I guess the following inequality
$$ \sum_{i=1}^n g \left (\frac{-p_i \log p_i}{H(\boldsymbol{p})} \right ) \le \sum_{i=1}^n g (p_i)$$
holds for any continuous convex function $g$ and any probability vector $\boldsymbol{p}=(p_1,\dots,p_n)\ge 0$ with $\sum_{i=1}^np_i=1$ where $H(\boldsymbol{p})=-\sum_{i=1}^n p_i\log p_i $ denotes the Shannon entropy of the probability distrbution $\boldsymbol{p}$. This is equivalent to that the following majorization relation holds
$$ \frac{-\boldsymbol{p}\log \boldsymbol{p}}{H(\boldsymbol{p})} \prec \boldsymbol{p}.$$
I already have a proof for the case where all probabilities are less than $e^{-1}$, but the general case where one or two of the probabilities can be larger than $e^{-1}$ has remained unsolved so far. The conjecture was numerically checked for $n=2, 3, 4$.
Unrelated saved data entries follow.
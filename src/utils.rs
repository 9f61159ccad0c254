//! Utility functions for manga-dl

use crate::types::Chapter;
use regex::Regex;
use std::sync::OnceLock;

#[allow(clippy::expect_used)]
fn invalid_chars_re() -> &'static Regex {
    static RE: OnceLock<Regex> = OnceLock::new();
    RE.get_or_init(|| Regex::new(r#"[<>:"/\\|?*]"#).expect("static pattern"))
}

#[allow(clippy::expect_used)]
fn whitespace_re() -> &'static Regex {
    static RE: OnceLock<Regex> = OnceLock::new();
    RE.get_or_init(|| Regex::new(r"\s+").expect("static pattern"))
}

/// Sanitize a filename for safe filesystem use.
///
/// Replaces characters invalid on common filesystems with underscores,
/// collapses whitespace, trims leading/trailing dots and spaces, and truncates
/// overlong names. Never returns an empty string.
pub fn sanitize_filename(filename: &str) -> String {
    let replaced = invalid_chars_re().replace_all(filename, "_");
    let collapsed = whitespace_re().replace_all(&replaced, " ");
    let mut name = collapsed.trim_matches(|c| c == ' ' || c == '.').to_string();

    if name.is_empty() {
        name = "untitled".to_string();
    }

    if name.len() > 255 {
        // Truncate on a char boundary
        let mut end = 255;
        while !name.is_char_boundary(end) {
            end -= 1;
        }
        name.truncate(end);
    }

    name
}

/// Directory/artifact base name for a chapter: `Chapter {n}[ Vol.{v}][ - {title}]`
pub fn chapter_dir_name(chapter: &Chapter) -> String {
    let volume_str = chapter
        .volume
        .as_ref()
        .map(|v| format!(" Vol.{v}"))
        .unwrap_or_default();
    let title_str = if chapter.title.is_empty() {
        String::new()
    } else {
        format!(" - {}", chapter.title)
    };

    sanitize_filename(&format!(
        "Chapter {}{volume_str}{title_str}",
        chapter.chapter_number
    ))
}

/// Extract the host component of a URL, used as the rate-limiter bucket key.
pub fn url_host(url: &str) -> Option<String> {
    let parsed = url::Url::parse(url).ok()?;
    parsed.host_str().map(|h| h.to_string())
}

/// Parse a chapter range string against an available chapter list.
///
/// Supported forms: `"1-10"`, `"1,3,5"`, `"1-5,10,15-20"`. Numbers are matched
/// against each chapter's numeric value, so `"1.5"` selects chapter 1.5.
/// Unknown single chapters are logged and skipped; a malformed piece is an
/// error. The result is sorted to canonical chapter order.
pub fn parse_chapter_range(
    chapter_range: &str,
    available_chapters: &[Chapter],
) -> Result<Vec<Chapter>, String> {
    if chapter_range.trim().is_empty() {
        return Ok(Vec::new());
    }

    let mut selected: Vec<Chapter> = Vec::new();

    for part in chapter_range.split(',').map(str::trim) {
        if let Some((start_str, end_str)) = part.split_once('-') {
            let start: f64 = start_str
                .trim()
                .parse()
                .map_err(|_| format!("invalid range format: {part}"))?;
            let end: f64 = end_str
                .trim()
                .parse()
                .map_err(|_| format!("invalid range format: {part}"))?;

            for chapter in available_chapters {
                let key = chapter.sort_key();
                if key >= start && key <= end && !chapter.is_special() {
                    selected.push(chapter.clone());
                }
            }
        } else {
            let number: f64 = part
                .parse()
                .map_err(|_| format!("invalid chapter number: {part}"))?;

            match available_chapters
                .iter()
                .find(|c| !c.is_special() && c.sort_key() == number)
            {
                Some(chapter) => selected.push(chapter.clone()),
                None => tracing::warn!(chapter = number, "chapter not found, skipping"),
            }
        }
    }

    selected.sort_by(|a, b| {
        a.sort_key()
            .partial_cmp(&b.sort_key())
            .unwrap_or(std::cmp::Ordering::Equal)
    });
    selected.dedup_by(|a, b| a.chapter_id == b.chapter_id);

    Ok(selected)
}

/// Filter a chapter list by preferred language and scanlator.
///
/// Language filtering drops non-matching chapters outright. Scanlator
/// preference only narrows when the same chapter number exists in several
/// versions: the preferred group's version wins, otherwise the first version
/// seen is kept. Applied before chapters reach the orchestrator.
pub fn filter_chapters(
    chapters: Vec<Chapter>,
    preferred_language: Option<&str>,
    preferred_scanlator: Option<&str>,
) -> Vec<Chapter> {
    let by_language: Vec<Chapter> = match preferred_language {
        Some(lang) => chapters
            .into_iter()
            .filter(|c| c.language.eq_ignore_ascii_case(lang))
            .collect(),
        None => chapters,
    };

    let mut result: Vec<Chapter> = Vec::new();
    for chapter in by_language {
        match result
            .iter_mut()
            .find(|kept| kept.chapter_number == chapter.chapter_number)
        {
            Some(kept) => {
                // Duplicate chapter number: replace only if the newcomer is
                // from the preferred group and the kept one is not
                if let Some(group) = preferred_scanlator {
                    let kept_preferred =
                        kept.scanlator.as_deref().is_some_and(|s| s.eq_ignore_ascii_case(group));
                    let new_preferred = chapter
                        .scanlator
                        .as_deref()
                        .is_some_and(|s| s.eq_ignore_ascii_case(group));
                    if new_preferred && !kept_preferred {
                        *kept = chapter;
                    }
                }
            }
            None => result.push(chapter),
        }
    }

    result
}

/// Format a byte count into a human readable string (e.g. "1.5 MB")
pub fn format_bytes(bytes: u64) -> String {
    let mut count = bytes as f64;
    for unit in ["B", "KB", "MB", "GB"] {
        if count < 1024.0 {
            return format!("{count:.1} {unit}");
        }
        count /= 1024.0;
    }
    format!("{count:.1} TB")
}
//! Single-chapter execution
//!
//! A chapter task resolves the page list, fans out page fetches under the
//! page-worker budget, and classifies the result into exactly one terminal
//! outcome: Completed, Skipped, PartiallyFailed, Failed or Cancelled. A
//! chapter with any permanently missing page is never packaged — readers
//! treat page *n* of an artifact as page *n* of the chapter, so a silently
//! shortened artifact would be worse than no artifact.

use crate::config::Config;
use crate::error::Error;
use crate::fetcher::{PageFetcher, chapter_is_complete};
use crate::packager::{artifact_path, package_chapter};
use crate::provider::Provider;
use crate::types::{Chapter, ChapterOutcome, ChapterReport, Event, PageRef};
use crate::utils::chapter_dir_name;
use std::path::{Path, PathBuf};
use std::sync::Arc;
use std::sync::atomic::{AtomicU32, Ordering};
use tokio::sync::Semaphore;
use tokio::task::JoinSet;
use tokio_util::sync::CancellationToken;
use tracing::{debug, info, warn};

/// Everything one chapter download needs, bundled for spawning
#[derive(Clone)]
pub(crate) struct ChapterTask {
    pub(crate) fetcher: PageFetcher,
    pub(crate) provider: Arc<dyn Provider>,
    pub(crate) config: Arc<Config>,
    pub(crate) event_tx: tokio::sync::broadcast::Sender<Event>,
    pub(crate) cancel: CancellationToken,
}

impl ChapterTask {
    /// Run one chapter to its terminal outcome
    ///
    /// Never returns an error: every failure mode is folded into the
    /// report's outcome so one bad chapter cannot abort the run.
    pub(crate) async fn run(&self, chapter: Chapter, manga_dir: &Path) -> ChapterReport {
        let report = |outcome: ChapterOutcome, artifact: Option<PathBuf>| ChapterReport {
            chapter_id: chapter.chapter_id.clone(),
            chapter_number: chapter.chapter_number.clone(),
            title: chapter.title.clone(),
            outcome,
            artifact,
        };

        if self.cancel.is_cancelled() {
            self.emit(Event::ChapterCancelled {
                id: chapter.chapter_id.clone(),
            });
            return report(ChapterOutcome::Cancelled, None);
        }

        // Resolve the page list unless the provider already attached one
        let pages = if chapter.pages.is_empty() {
            match self.provider.get_chapter_pages(&chapter).await {
                Ok(pages) => pages,
                Err(e) => {
                    warn!(chapter = %chapter.chapter_id, error = %e, "page list resolution failed");
                    self.emit(Event::ChapterFailed {
                        id: chapter.chapter_id.clone(),
                        error: e.to_string(),
                    });
                    return report(
                        ChapterOutcome::Failed {
                            error: e.to_string(),
                        },
                        None,
                    );
                }
            }
        } else {
            chapter.pages.clone()
        };

        if pages.is_empty() {
            let error = Error::EmptyChapter {
                id: chapter.chapter_id.to_string(),
            }
            .to_string();
            self.emit(Event::ChapterFailed {
                id: chapter.chapter_id.clone(),
                error: error.clone(),
            });
            return report(ChapterOutcome::Failed { error }, None);
        }

        let chapter_dir = manga_dir.join(chapter_dir_name(&chapter));
        let format = self.config.output.format;
        let artifact = artifact_path(&chapter_dir, format);

        // The directory artifact of the flat-images format would trivially
        // "exist"; only container artifacts count for the artifact shortcut
        let artifact_file = format.extension().map(|_| artifact.as_path());
        if chapter_is_complete(&chapter_dir, artifact_file, &pages) {
            debug!(chapter = %chapter.chapter_id, "complete output already on disk");
            self.emit(Event::ChapterSkipped {
                id: chapter.chapter_id.clone(),
            });
            let existing = artifact.exists().then_some(artifact);
            return report(ChapterOutcome::Skipped, existing);
        }

        if let Err(e) = tokio::fs::create_dir_all(&chapter_dir).await {
            self.emit(Event::ChapterFailed {
                id: chapter.chapter_id.clone(),
                error: e.to_string(),
            });
            return report(
                ChapterOutcome::Failed {
                    error: e.to_string(),
                },
                None,
            );
        }

        self.emit(Event::ChapterStarted {
            id: chapter.chapter_id.clone(),
            number: chapter.chapter_number.clone(),
            pages: pages.len() as u32,
        });

        let (missing, first_error) = self.fetch_pages(&chapter, &pages, &chapter_dir).await;

        if self.cancel.is_cancelled() {
            info!(chapter = %chapter.chapter_id, "chapter interrupted by cancellation");
            self.emit(Event::ChapterCancelled {
                id: chapter.chapter_id.clone(),
            });
            return report(ChapterOutcome::Cancelled, None);
        }

        if missing.len() == pages.len() {
            let error = first_error.unwrap_or_else(|| "all pages failed".to_string());
            self.emit(Event::ChapterFailed {
                id: chapter.chapter_id.clone(),
                error: error.clone(),
            });
            return report(ChapterOutcome::Failed { error }, None);
        }

        if !missing.is_empty() {
            warn!(
                chapter = %chapter.chapter_id,
                missing = ?missing,
                "chapter withheld from packaging due to missing pages"
            );
            self.emit(Event::ChapterPartiallyFailed {
                id: chapter.chapter_id.clone(),
                missing: missing.clone(),
            });
            return report(ChapterOutcome::PartiallyFailed { missing }, None);
        }

        // Packaging is blocking fs + codec work, keep it off the runtime
        let delete_after = self.config.output.delete_pages_after;
        let dir = chapter_dir.clone();
        let pages_for_packaging = pages.clone();
        let packaged = tokio::task::spawn_blocking(move || {
            package_chapter(&dir, &pages_for_packaging, format, delete_after)
        })
        .await;

        match packaged {
            Ok(Ok(artifact)) => {
                info!(chapter = %chapter.chapter_id, artifact = %artifact.display(), "chapter completed");
                self.emit(Event::ChapterCompleted {
                    id: chapter.chapter_id.clone(),
                    artifact: artifact.clone(),
                });
                report(ChapterOutcome::Completed, Some(artifact))
            }
            Ok(Err(e)) => {
                warn!(chapter = %chapter.chapter_id, error = %e, "packaging failed, pages retained");
                self.emit(Event::ChapterFailed {
                    id: chapter.chapter_id.clone(),
                    error: e.to_string(),
                });
                report(
                    ChapterOutcome::Failed {
                        error: e.to_string(),
                    },
                    None,
                )
            }
            Err(e) => {
                let error = format!("packaging task failed: {e}");
                self.emit(Event::ChapterFailed {
                    id: chapter.chapter_id.clone(),
                    error: error.clone(),
                });
                report(ChapterOutcome::Failed { error }, None)
            }
        }
    }

    /// Fan page fetches out under the page-worker budget
    ///
    /// Returns the sorted ordinals that failed permanently and the first
    /// error message seen, for the all-failed case.
    async fn fetch_pages(
        &self,
        chapter: &Chapter,
        pages: &[PageRef],
        chapter_dir: &Path,
    ) -> (Vec<u32>, Option<String>) {
        let semaphore = Arc::new(Semaphore::new(self.config.download.max_page_workers));
        let completed = Arc::new(AtomicU32::new(0));
        let total = pages.len() as u32;

        let mut tasks: JoinSet<(u32, Option<String>)> = JoinSet::new();

        for page in pages {
            let page = page.clone();
            let fetcher = self.fetcher.clone();
            let dir = chapter_dir.to_path_buf();
            let cancel = self.cancel.clone();
            let semaphore = semaphore.clone();
            let completed = completed.clone();
            let event_tx = self.event_tx.clone();
            let chapter_id = chapter.chapter_id.clone();

            tasks.spawn(async move {
                // Semaphore is never closed, so acquire cannot fail
                let _permit = match semaphore.acquire_owned().await {
                    Ok(p) => p,
                    Err(_) => return (page.ordinal, Some("worker pool closed".to_string())),
                };

                let result = fetcher.fetch_page(&page, &dir, &cancel).await;

                let done = completed.fetch_add(1, Ordering::SeqCst) + 1;
                event_tx
                    .send(Event::PageProgress {
                        id: chapter_id,
                        completed: done,
                        total,
                    })
                    .ok();

                match result {
                    Ok(_) => (page.ordinal, None),
                    Err(e) => (page.ordinal, Some(e.to_string())),
                }
            });
        }

        let mut missing = Vec::new();
        let mut first_error = None;

        while let Some(joined) = tasks.join_next().await {
            match joined {
                Ok((_, None)) => {}
                Ok((ordinal, Some(error))) => {
                    if first_error.is_none() {
                        first_error = Some(error);
                    }
                    missing.push(ordinal);
                }
                Err(e) => {
                    warn!(error = %e, "page task panicked");
                    if first_error.is_none() {
                        first_error = Some(e.to_string());
                    }
                }
            }
        }

        missing.sort_unstable();
        (missing, first_error)
    }

    fn emit(&self, event: Event) {
        self.event_tx.send(event).ok();
    }
}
The problem may be of a particular theoretical interest because it seems not easy to obtain it using the existing procedures of generating majorization relations, as $-x\log x$ is not monotone.
The problem was first asked in this MSE question, and even after offering a bounty, I had no progress in approaching a full proof or constructing a counterexample (more details, related results and questions, and my past attempts can be found in that question).